Community Blog O&M Practices and Governance of Xiaohongshu Message Queue

O&M Practices and Governance of Xiaohongshu Message Queue

This article discusses the business scenario, stability challenges, and metrics behind Xiaohongshu.

By Yihao Zhang, Head of Message Queue in Xiaohongshu


1. Message Queue Business Scenarios and Challenges

1.1 Overall Scale

The following figure shows the overall scale of RocketMQ and Kafka. The peak TPS 8000 w/s generally occurs after work at night. The write volume reaches 50GB/s, 2-3PB of data is added every day, and the number of nodes is over 1200.


1.2 Business Architecture

Although RocketMQ and Kafka have similar performances, they are different in use. The rich business features of RocketMQ make it suitable for online business scenarios, while the high throughput of Kafka makes it inclined for offline and near-line business. There will be cross-use in practical applications. Sometimes online businesses will use Kafka to decouple, and some stream processing data will use RocketMQ to store.

The following figure shows the overall business architecture. The content of business logs and APP user behavior dots are sent to Kafka. Database incremental logs, online business, and online data exchange are sent to RocketMQ. Some of the data in Kafka and RocketMQ flows into Flink to build real-time warehouses, offline data warehouses, and some data products (such as reports and monitoring). Another part of the data in RocketMQ is used for the asynchronous decoupling of online business apps.

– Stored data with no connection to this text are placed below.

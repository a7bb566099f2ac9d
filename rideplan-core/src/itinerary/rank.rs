//! Dominance grouping of solver itineraries for display.

use super::Itinerary;

/// Solver itineraries split into dominant and dominated groups.
///
/// Solver order is kept inside each group. Dominated itineraries are hidden
/// until [`reveal_dominated`](Self::reveal_dominated) is called.
#[derive(Debug, Clone, Default, PartialEq)]
pub struct RankedItineraries {
    dominant: Vec<Itinerary>,
    dominated: Vec<Itinerary>,
    revealed: bool,
}

impl RankedItineraries {
    /// Group `itineraries` by their dominance flag.
    #[must_use]
    pub fn rank(itineraries: Vec<Itinerary>) -> Self {
        let (dominated, dominant) = itineraries
            .into_iter()
            .partition(|itinerary| itinerary.is_dominated);
        Self {
            dominant,
            dominated,
            revealed: false,
        }
    }

    /// Itineraries no other one beats.
    #[must_use]
    pub fn dominant(&self) -> &[Itinerary] {
        &self.dominant
    }

    /// Itineraries beaten by at least one other.
    #[must_use]
    pub fn dominated(&self) -> &[Itinerary] {
        &self.dominated
    }

    /// Show dominated itineraries after the dominant ones.
    pub fn reveal_dominated(&mut self) {
        self.revealed = true;
    }

    /// Hide dominated itineraries again.
    pub fn hide_dominated(&mut self) {
        self.revealed = false;
    }

    /// Whether dominated itineraries are shown.
    #[must_use]
    pub const fn is_revealed(&self) -> bool {
        self.revealed
    }

    /// Dominant itineraries, then dominated ones when revealed.
    pub fn visible(&self) -> impl Iterator<Item = &Itinerary> {
        let dominated: &[Itinerary] = if self.revealed { &self.dominated } else { &[] };
        self.dominant.iter().chain(dominated)
    }

    /// Number of itineraries currently hidden.
    #[must_use]
    pub fn hidden_count(&self) -> usize {
        if self.revealed { 0 } else { self.dominated.len() }
    }

    /// Total number of itineraries.
    #[must_use]
    pub fn len(&self) -> usize {
        self.dominant.len() + self.dominated.len()
    }

    /// Whether the solver found nothing.
    #[must_use]
    pub fn is_empty(&self) -> bool {
        self.dominant.is_empty() && self.dominated.is_empty()
    }
}
//! `refresh` command: fetch missing ride durations.

use std::io::Write;
use std::time::Duration;

use clap::Parser;
use ortho_config::{OrthoConfig, SubcmdConfigMerge};
use rideplan_core::{NeverSitePolicy, Planner, RefreshOutcome, RideDurationProvider};
use rideplan_data::routing::{HttpRideDurationProvider, HttpRideDurationProviderConfig};
use serde::{Deserialize, Serialize};

use crate::{ARG_PROVIDER_URL, CliError};

/// CLI arguments for the `refresh` subcommand.
#[derive(Debug, Clone, Parser, Deserialize, Serialize, OrthoConfig, Default)]
#[command(
    name = "refresh",
    long_about = "Request the ride durations missing between the current \
                 sites in one round trip. Provider settings can come from CLI \
                 flags, configuration files, or environment variables.",
    about = "Fetch missing ride durations"
)]
#[ortho_config(prefix = "RIDEPLAN")]
pub(crate) struct RefreshArgs {
    /// Ride duration service root (e.g. "http://localhost:8080").
    #[arg(long = ARG_PROVIDER_URL, value_name = "url")]
    #[serde(default)]
    pub(crate) provider_url: Option<String>,
    /// Endpoint path below the service root.
    #[arg(long, value_name = "path")]
    #[serde(default)]
    pub(crate) provider_path: Option<String>,
    /// Request timeout in seconds.
    #[arg(long, value_name = "seconds")]
    #[serde(default)]
    pub(crate) timeout_secs: Option<u64>,
    /// Also fetch rides for NEVER sites.
    #[arg(long, num_args = 0..=1, default_missing_value = "true", value_name = "bool")]
    #[serde(default)]
    pub(crate) include_never: Option<bool>,
}

impl RefreshArgs {
    pub(crate) fn into_config(self) -> Result<RefreshConfig, CliError> {
        let merged = self.load_and_merge().map_err(CliError::Configuration)?;
        Ok(RefreshConfig::from(merged))
    }
}

/// Resolved `refresh` command configuration.
#[derive(Debug, Clone)]
pub(crate) struct RefreshConfig {
    pub(crate) provider: HttpRideDurationProviderConfig,
    pub(crate) never_sites: NeverSitePolicy,
}

impl From<RefreshArgs> for RefreshConfig {
    fn from(args: RefreshArgs) -> Self {
        let mut provider = HttpRideDurationProviderConfig::default();
        if let Some(base_url) = args.provider_url {
            provider.base_url = base_url;
        }
        if let Some(path) = args.provider_path {
            provider = provider.with_path(path);
        }
        if let Some(secs) = args.timeout_secs {
            provider = provider.with_timeout(Duration::from_secs(secs));
        }
        Self {
            provider,
            never_sites: never_site_policy(args.include_never),
        }
    }
}

pub(crate) fn never_site_policy(include_never: Option<bool>) -> NeverSitePolicy {
    if include_never.unwrap_or(false) {
        NeverSitePolicy::PassThrough
    } else {
        NeverSitePolicy::Exclude
    }
}

/// Builds the provider for the current refresh invocation.
pub(crate) trait ProviderBuilder {
    fn build(
        &self,
        config: &HttpRideDurationProviderConfig,
    ) -> Result<Box<dyn RideDurationProvider>, CliError>;
}

pub(crate) struct DefaultProviderBuilder;

impl ProviderBuilder for DefaultProviderBuilder {
    fn build(
        &self,
        config: &HttpRideDurationProviderConfig,
    ) -> Result<Box<dyn RideDurationProvider>, CliError> {
        let provider = HttpRideDurationProvider::with_config(config.clone()).map_err(|source| {
            CliError::BuildProvider {
                base_url: config.base_url.clone(),
                source,
            }
        })?;
        Ok(Box::new(provider))
    }
}

pub(crate) async fn run_refresh_with(
    args: RefreshArgs,
    planner: &Planner,
    builder: &dyn ProviderBuilder,
    writer: &mut dyn Write,
) -> Result<(), CliError> {
    let config = args.into_config()?;
    let provider = builder.build(&config.provider)?;
    let outcome = planner
        .refresh_ride_durations(provider.as_ref(), config.never_sites)
        .await?;
    match outcome {
        RefreshOutcome::UpToDate => writeln!(writer, "Ride durations are up to date"),
        RefreshOutcome::Fetched { pairs, unknown } => {
            writeln!(writer, "Fetched {pairs} ride durations ({unknown} unknown)")
        }
    }
    .map_err(CliError::WriteOutput)
}

#[cfg(test)]
pub(crate) fn config_from_layers_for_test(
    layers: Vec<ortho_config::MergeLayer<'static>>,
) -> Result<RefreshConfig, CliError> {
    let merged = RefreshArgs::merge_from_layers(layers).map_err(CliError::from)?;
    Ok(RefreshConfig::from(merged))
}
//! Entry point for the command-line interface.
#![forbid(unsafe_code)]

use rideplan_cli::CliError;
use tracing_subscriber::{EnvFilter, fmt};

fn main() {
    init_logging();
    match rideplan_cli::run() {
        Ok(()) => {}
        Err(CliError::ArgumentParsing(err)) => err.exit(),
        Err(err) => {
            eprintln!("rideplan: {err}");
            std::process::exit(1);
        }
    }
}

/// Log to stderr, filtered by `RUST_LOG` (default `warn`).
fn init_logging() {
    let filter = EnvFilter::try_from_default_env().unwrap_or_else(|_| EnvFilter::new("warn"));
    // Also installs the bridge for `log` records.
    if let Err(err) = fmt()
        .with_env_filter(filter)
        .with_writer(std::io::stderr)
        .with_target(false)
        .try_init()
    {
        eprintln!("rideplan: logging disabled: {err}");
    }
}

Message Queue Business Architecture

1.3 Stability Challenges

1) Background

The overall convergence message component of Xiaohongshu was launched late. The biggest goal of the company's technical architecture is to improve system stability.

2) Challenges

The existing message components are used often, but there is no stability guarantee. Also, they face dilemmas with manpower shortages, tight time, and a lack of in-depth understanding of MQ principles.

3) Strategies

Monitoring and enhancing the observability of the cluster is the most efficient way to understand its health.

1.4 Stability Governance

In addition to monitoring alerts, we have done the following transformation work in stability governance:

1) Engine: Resource isolation, new monitoring and dotting.

2) Platform: Work order review, authority control, and business traceability

3) Governance: For the construction of cluster visualization capabilities and cluster O&M capabilities


2. Message Queue Governance Practice

2.1 Cluster Visualization: Monitoring Metrics

The following figure shows the message queue architecture built on Prometheus Grafana:

Message Queue Monitoring Architecture

The figure contains three monitoring dimensions: hardware, service, and business. Over 150 items of monitoring metrics are collected cumulatively.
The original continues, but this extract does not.